§ Try it
When counting, include every line of the data that holds "email", then state the total alone.

Collected data:
◇ ◇ ◇ ◇

//! Repository for the `writers` table.

use sqlx::PgPool;

use copydesk_core::types::DbId;

use crate::models::writer::{CreateWriter, Writer};

/// Column list shared across queries to avoid repetition.
const COLUMNS: &str = "id, username, email, name, password_hash, is_editor, created_at, updated_at";

/// Provides CRUD operations for writers.
pub struct WriterRepo;

impl WriterRepo {
    /// Insert a new writer, returning the created row.
    ///
    /// `is_editor` always starts false; the flag is raised administratively.
    pub async fn create(pool: &PgPool, input: &CreateWriter) -> Result<Writer, sqlx::Error> {
        let query = format!(
            "INSERT INTO writers (username, email, name, password_hash)
             VALUES ($1, $2, $3, $4)
             RETURNING {COLUMNS}"
        );
        sqlx::query_as::<_, Writer>(&query)
            .bind(&input.username)
            .bind(&input.email)
            .bind(&input.name)
            .bind(&input.password_hash)
            .fetch_one(pool)
            .await
    }

    /// Find a writer by internal ID.
    pub async fn find_by_id(pool: &PgPool, id: DbId) -> Result<Option<Writer>, sqlx::Error> {
        let query = format!("SELECT {COLUMNS} FROM writers WHERE id = $1");
        sqlx::query_as::<_, Writer>(&query)
            .bind(id)
            .fetch_optional(pool)
            .await
    }

    /// Find a writer by username (case-sensitive).
    pub async fn find_by_username(
        pool: &PgPool,
        username: &str,
    ) -> Result<Option<Writer>, sqlx::Error> {
        let query = format!("SELECT {COLUMNS} FROM writers WHERE username = $1");
        sqlx::query_as::<_, Writer>(&query)
            .bind(username)
            .fetch_optional(pool)
            .await
    }

    /// Grant or revoke editor capability. Returns `true` if a row changed.
    pub async fn set_editor(pool: &PgPool, id: DbId, is_editor: bool) -> Result<bool, sqlx::Error> {
        let result = sqlx::query("UPDATE writers SET is_editor = $2 WHERE id = $1")
            .bind(id)
            .bind(is_editor)
            .execute(pool)
            .await?;
        Ok(result.rows_affected() > 0)
    }

    /// Delete a writer. Articles they authored or reviewed survive with
    /// the reference nulled out (`ON DELETE SET NULL`).
    pub async fn delete(pool: &PgPool, id: DbId) -> Result<bool, sqlx::Error> {
        let result = sqlx::query("DELETE FROM writers WHERE id = $1")
            .bind(id)
            .execute(pool)
            .await?;
        Ok(result.rows_affected() > 0)
    }
}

◇ ◇ ◇ ◇

§ Answer to the exercise
3